The transaction brings together two of the most recognisable media brands in the DACH region, creating a future-ready entertainment business with around 12.3 million paying subscribers. Viewers will benefit from expanded access to premium live sports, entertainment and news across RTL+, Sky, WOW and RTL’s free-to-air channels. The transaction is expected to generate €250 million in annual synergies within three years after closing, mostly cost synergies across all categories.

The transaction underscores RTL Group’s strategic focus on in-country combinations in Europe to strengthen local media players and enhance their ability to compete with global streaming platforms.

RTL Group will provide an updated outlook for the full year 2026, including the full consolidation of Sky Deutschland for the period June to December 2026, upon the presentation of the Group’s half-year results on 11 August 2026.

Transaction terms

At closing, RTL Group has fully acquired Sky’s businesses in Germany, Austria and Switzerland, including customer relationships in Luxembourg, Liechtenstein and South Tyrol on a cash-free and debt-free basis.
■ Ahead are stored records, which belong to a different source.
//! Email provider implementations.
//!
//! This module contains the `EmailProvider` trait and implementations
//! for the SMTP gateway and a log-only dry-run gateway.

mod log;
mod smtp;

pub use log::LogProvider;
pub use smtp::SmtpProvider;

use crate::error::NotificationResult;
use async_trait::async_trait;

/// Represents a sent email with provider-specific message ID.
#[derive(Debug, Clone, PartialEq, Eq)]
pub struct SentEmail {
    /// Provider-specific message ID for tracking.
    pub message_id: String,
}

/// Email content ready for sending.
#[derive(Debug, Clone, Default, PartialEq, Eq)]
pub struct EmailContent {
    /// Recipient email address.
    pub to_email: String,
    /// Recipient name.
    pub to_name: Option<String>,
    /// Email subject.
    pub subject: String,
    /// HTML body content.
    pub html_body: String,
    /// Plain text body content.
    pub text_body: String,
}

/// Trait for email sending providers.
#[cfg_attr(test, mockall::automock)]
#[async_trait]
pub trait EmailProvider: Send + Sync {
    /// Send an email.
    async fn send(&self, email: &EmailContent) -> NotificationResult<SentEmail>;

    /// Get the provider name for logging.
    fn name(&self) -> &'static str;

    /// Check if the provider is reachable.
    async fn health_check(&self) -> NotificationResult<bool>;
}
//! Consumer configuration
//!
//! This module provides `ConsumerConfig` and the fixed reliability constants.

use crate::retry::RequeueMode;
use std::time::Duration;
use uuid::Uuid;

/// Failed deliveries are requeued while `x-retry-count < MAX_RETRIES`
pub const MAX_RETRIES: u32 = 3;

/// Consecutive failed connection attempts before reconnection is abandoned
pub const MAX_RECONNECT_ATTEMPTS: u32 = 10;

/// Fixed delay between reconnection attempts
pub const RECONNECT_DELAY: Duration = Duration::from_millis(5000);

/// One unacknowledged delivery at a time
pub const PREFETCH_COUNT: u16 = 1;

pub const DEFAULT_MESSAGE_TTL_MS: u32 = 86_400_000;
pub const DEFAULT_MAX_LENGTH: u32 = 10_000;
pub const DEFAULT_ROUTING_PATTERN: &str = "email.*";

/// Configuration for the queue consumer
#[derive(Debug, Clone)]
pub struct ConsumerConfig {
    /// Durable queue name
    pub queue: String,

    /// Durable topic exchange name
    pub exchange: String,

    /// Binding pattern (e.g. `email.*`)
    pub routing_pattern: String,

    /// Consumer tag (auto-generated if not provided)
    pub consumer_tag: String,

    /// `x-message-ttl` queue argument
    pub message_ttl_ms: u32,

    /// `x-max-length` queue argument
    pub max_length: u32,

    /// Retry ceiling for failed deliveries
    pub max_retries: u32,

    /// Reconnection ceiling
    pub max_reconnect_attempts: u32,

    /// Delay between reconnection attempts
    pub reconnect_delay: Duration,

    /// Optional dead-letter exchange; a `<queue>.dead` queue is bound to it
    pub dead_letter_exchange: Option<String>,

    /// How requeues are carried out
    pub requeue_mode: RequeueMode,
}

impl ConsumerConfig {
    /// Create a new ConsumerConfig with the default reliability settings
    pub fn new(queue: impl Into<String>, exchange: impl Into<String>) -> Self {
        Self {
            queue: queue.into(),
            exchange: exchange.into(),
            routing_pattern: DEFAULT_ROUTING_PATTERN.to_string(),
            consumer_tag: format!("email-worker-{}", Uuid::new_v4()),
            message_ttl_ms: DEFAULT_MESSAGE_TTL_MS,
            max_length: DEFAULT_MAX_LENGTH,
            max_retries: MAX_RETRIES,
            max_reconnect_attempts: MAX_RECONNECT_ATTEMPTS,
            reconnect_delay: RECONNECT_DELAY,
            dead_letter_exchange: None,
            requeue_mode: RequeueMode::Nack,
        }
    }

    pub fn with_routing_pattern(mut self, pattern: impl Into<String>) -> Self {
        self.routing_pattern = pattern.into();
        self
    }

    pub fn with_consumer_tag(mut self, tag: impl Into<String>) -> Self {
        self.consumer_tag = tag.into();
        self
    }

    pub fn with_message_ttl_ms(mut self, ttl: u32) -> Self {
        self.message_ttl_ms = ttl;
        self
    }

    pub fn with_max_length(mut self, max_length: u32) -> Self {
        self.max_length = max_length;
        self
    }

    pub fn with_max_retries(mut self, max_retries: u32) -> Self {
        self.max_retries = max_retries;
        self
    }

    /// Set the reconnection ceiling (at least 1)
    pub fn with_max_reconnect_attempts(mut self, attempts: u32) -> Self {
        self.max_reconnect_attempts = attempts.max(1);
        self
    }

    pub fn with_reconnect_delay(mut self, delay: Duration) -> Self {
        self.reconnect_delay = delay;
        self
    }

    pub fn with_dead_letter_exchange(mut self, exchange: Option<String>) -> Self {
        self.dead_letter_exchange = exchange;
        self
    }

    pub fn with_requeue_mode(mut self, mode: RequeueMode) -> Self {
        self.requeue_mode = mode;
        self
    }

    /// Queue bound to the dead-letter exchange, if one is configured
    pub fn dead_letter_queue(&self) -> Option<String> {
        self.dead_letter_exchange
            .as_ref()
            .map(|_| format!("{}.dead", self.queue))
    }
}

impl Default for ConsumerConfig {
    fn default() -> Self {
        Self::new("email_queue", "email_exchange")
    }
}

#[cfg(test)]
mod tests {
    use super::*;

    #[test]
    fn test_defaults() {
        let config = ConsumerConfig::default();

        assert_eq!(config.queue, "email_queue");
        assert_eq!(config.exchange, "email_exchange");
        assert_eq!(config.routing_pattern, "email.*");
        assert_eq!(config.message_ttl_ms, 86_400_000);
        assert_eq!(config.max_length, 10_000);
        assert_eq!(config.max_retries, 3);
        assert_eq!(config.max_reconnect_attempts, 10);
        assert_eq!(config.reconnect_delay, Duration::from_secs(5));
        assert_eq!(config.requeue_mode, RequeueMode::Nack);
        assert!(config.consumer_tag.starts_with("email-worker-"));
        assert_eq!(config.dead_letter_queue(), None);
    }

    #[test]
    fn test_builder_pattern() {
        let config = ConsumerConfig::new("mail", "mail.topic")
            .with_routing_pattern("mail.#")
            .with_consumer_tag("worker-1")
            .with_max_reconnect_attempts(0)
            .with_reconnect_delay(Duration::from_millis(10))
            .with_dead_letter_exchange(Some("mail.dlx".to_string()))
            .with_requeue_mode(RequeueMode::Republish);

        assert_eq!(config.routing_pattern, "mail.#");
        assert_eq!(config.consumer_tag, "worker-1");
        assert_eq!(config.max_reconnect_attempts, 1);
        assert_eq!(config.reconnect_delay, Duration::from_millis(10));
        assert_eq!(config.dead_letter_queue().as_deref(), Some("mail.dead"));
        assert_eq!(config.requeue_mode, RequeueMode::Republish);
    }
}
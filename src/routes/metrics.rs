use axum::response::IntoResponse;
use metrics_exporter_prometheus::PrometheusHandle;
use std::sync::Arc;

/// GET /metrics — render the recorder's state in Prometheus text
/// exposition format.
pub async fn prometheus_metrics(
    axum::extract::State(handle): axum::extract::State<Arc<PrometheusHandle>>,
) -> impl IntoResponse {
    handle.render()
}
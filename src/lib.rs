//! vision-scenarios
//!
//! Asynchronous image-scenario pipeline: an upload is stored on the
//! filesystem and queued as a job; a worker pool pulls jobs and materializes
//! three filtered derivatives (noir, sketch, sepia) next to the source file,
//! at deterministic paths computable without running the job.

pub mod app_state;
pub mod config;
pub mod models;
pub mod routes;
pub mod services;
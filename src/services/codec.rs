//! Filesystem-backed image codec.
//!
//! Decodes a stored upload into an in-memory raster and encodes filter
//! output back to disk as JPEG. Encoding overwrites any existing file at the
//! target path, which keeps re-delivered jobs idempotent.

use std::path::Path;

use image::{DynamicImage, ImageFormat, RgbImage};

/// Decode the image file at `path` into an RGB raster.
pub fn decode(path: &Path) -> Result<RgbImage, CodecError> {
    let bytes = std::fs::read(path).map_err(|source| CodecError::Read {
        path: path.display().to_string(),
        source,
    })?;

    let decoded = image::load_from_memory(&bytes).map_err(|source| CodecError::Decode {
        path: path.display().to_string(),
        source,
    })?;

    Ok(decoded.to_rgb8())
}

/// Encode `output` as JPEG at `path`, overwriting an existing file.
pub fn encode(output: &DynamicImage, path: &Path) -> Result<(), CodecError> {
    if output.width() == 0 || output.height() == 0 {
        return Err(CodecError::EmptyRaster);
    }

    output
        .save_with_format(path, ImageFormat::Jpeg)
        .map_err(|source| CodecError::Encode {
            path: path.display().to_string(),
            source,
        })
}

#[derive(Debug, thiserror::Error)]
pub enum CodecError {
    #[error("failed to read {path}: {source}")]
    Read {
        path: String,
        source: std::io::Error,
    },

    #[error("failed to decode {path}: {source}")]
    Decode {
        path: String,
        source: image::ImageError,
    },

    #[error("failed to encode {path}: {source}")]
    Encode {
        path: String,
        source: image::ImageError,
    },

    #[error("refusing to encode an empty raster")]
    EmptyRaster,
}

#[cfg(test)]
mod tests {
    use super::*;
    use image::Rgb;

    #[test]
    fn decode_missing_file_is_read_error() {
        let err = decode(Path::new("/nonexistent/dir/cat.png")).unwrap_err();
        assert!(matches!(err, CodecError::Read { .. }));
    }

    #[test]
    fn decode_garbage_is_decode_error() {
        let dir = tempfile::tempdir().unwrap();
        let path = dir.path().join("not-an-image.png");
        std::fs::write(&path, b"definitely not pixels").unwrap();

        let err = decode(&path).unwrap_err();
        assert!(matches!(err, CodecError::Decode { .. }));
    }

    #[test]
    fn decode_zero_byte_file_is_decode_error() {
        let dir = tempfile::tempdir().unwrap();
        let path = dir.path().join("empty.jpg");
        std::fs::write(&path, b"").unwrap();

        let err = decode(&path).unwrap_err();
        assert!(matches!(err, CodecError::Decode { .. }));
    }

    #[test]
    fn encode_decode_round_trip_preserves_dimensions() {
        let dir = tempfile::tempdir().unwrap();
        let path = dir.path().join("out.jpg");
        let raster = RgbImage::from_pixel(100, 100, Rgb([10, 200, 30]));

        encode(&DynamicImage::ImageRgb8(raster), &path).unwrap();
        let back = decode(&path).unwrap();
        assert_eq!(back.dimensions(), (100, 100));
    }

    #[test]
    fn encode_is_byte_stable_and_overwrites() {
        let dir = tempfile::tempdir().unwrap();
        let path = dir.path().join("out.jpg");
        let raster = DynamicImage::ImageRgb8(RgbImage::from_fn(32, 32, |x, y| {
            Rgb([x as u8 * 8, y as u8 * 8, 128])
        }));

        encode(&raster, &path).unwrap();
        let first = std::fs::read(&path).unwrap();

        encode(&raster, &path).unwrap();
        let second = std::fs::read(&path).unwrap();

        assert_eq!(first, second);
    }

    #[test]
    fn encode_empty_raster_is_rejected() {
        let dir = tempfile::tempdir().unwrap();
        let path = dir.path().join("empty-out.jpg");
        let raster = DynamicImage::ImageRgb8(RgbImage::new(0, 0));

        let err = encode(&raster, &path).unwrap_err();
        assert!(matches!(err, CodecError::EmptyRaster));
        assert!(!path.exists());
    }
}
use chrono::{DateTime, Utc};
use serde::{Deserialize, Serialize};
use std::path::PathBuf;
use uuid::Uuid;

/// One named filtered derivative of a source image.
///
/// The set is closed: every job produces exactly these variants, in
/// declaration order (noir, sketch, sepia).
#[derive(Debug, Clone, Copy, PartialEq, Eq, Serialize, Deserialize, strum::Display, strum::EnumIter)]
#[strum(serialize_all = "lowercase")]
#[serde(rename_all = "lowercase")]
pub enum Variant {
    Noir,
    Sketch,
    Sepia,
}

/// The immutable unit of work handed to the queue.
///
/// Exactly one envelope is created per accepted upload. The worker checks
/// that `source_path` still exists at pickup time; the dispatcher does not.
#[derive(Debug, Clone, Serialize, Deserialize)]
pub struct JobEnvelope {
    pub job_id: Uuid,
    pub source_path: String,
    pub submitted_at: DateTime<Utc>,
}

impl JobEnvelope {
    pub fn new(source_path: impl Into<String>) -> Self {
        Self {
            job_id: Uuid::new_v4(),
            source_path: source_path.into(),
            submitted_at: Utc::now(),
        }
    }
}

/// Terminal status of a processed job.
#[derive(Debug, Clone, Copy, Serialize, Deserialize, PartialEq)]
#[serde(rename_all = "snake_case")]
pub enum JobStatus {
    Completed,
    Failed,
}

/// Result of one variant's filter-and-encode step.
///
/// An encode failure is isolated to its variant: the error is recorded here
/// and the job still attempts the remaining variants.
#[derive(Debug, Clone, Serialize)]
pub struct VariantOutcome {
    pub variant: Variant,
    pub output_path: PathBuf,
    pub error: Option<String>,
}

/// Terminal report for a job that at least decoded successfully.
#[derive(Debug, Clone, Serialize)]
pub struct JobReport {
    pub job_id: Uuid,
    pub status: JobStatus,
    pub variants: Vec<VariantOutcome>,
}

impl JobReport {
    /// Number of variants whose encode step failed.
    pub fn failed_variants(&self) -> usize {
        self.variants.iter().filter(|v| v.error.is_some()).count()
    }
}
At closing, the upfront cash consideration paid to Comcast, Sky’s parent company, amounted to €68 million, reflecting customary net working capital and debt-like item adjustments compared with the previously communicated €150 million, consistent with the cash-free and debt-free basis of the transaction. The final cash consideration remains subject to customary post-closing adjustments.

In addition, the transaction includes a variable consideration linked to RTL Group’s share price performance, as previously communicated. The variable consideration can be triggered by Comcast at any time within five years after closing, provided that RTL Group’s share price exceeds €36.26 (reflecting the originally communicated threshold of €41.00 adjusted for the dividend paid in May 2026 related to the sale of RTL Nederland, amounting to €4.74). The variable consideration remains capped at €377 million in total. RTL Group has the right to settle the variable consideration in RTL Group shares, cash, or a combination of both.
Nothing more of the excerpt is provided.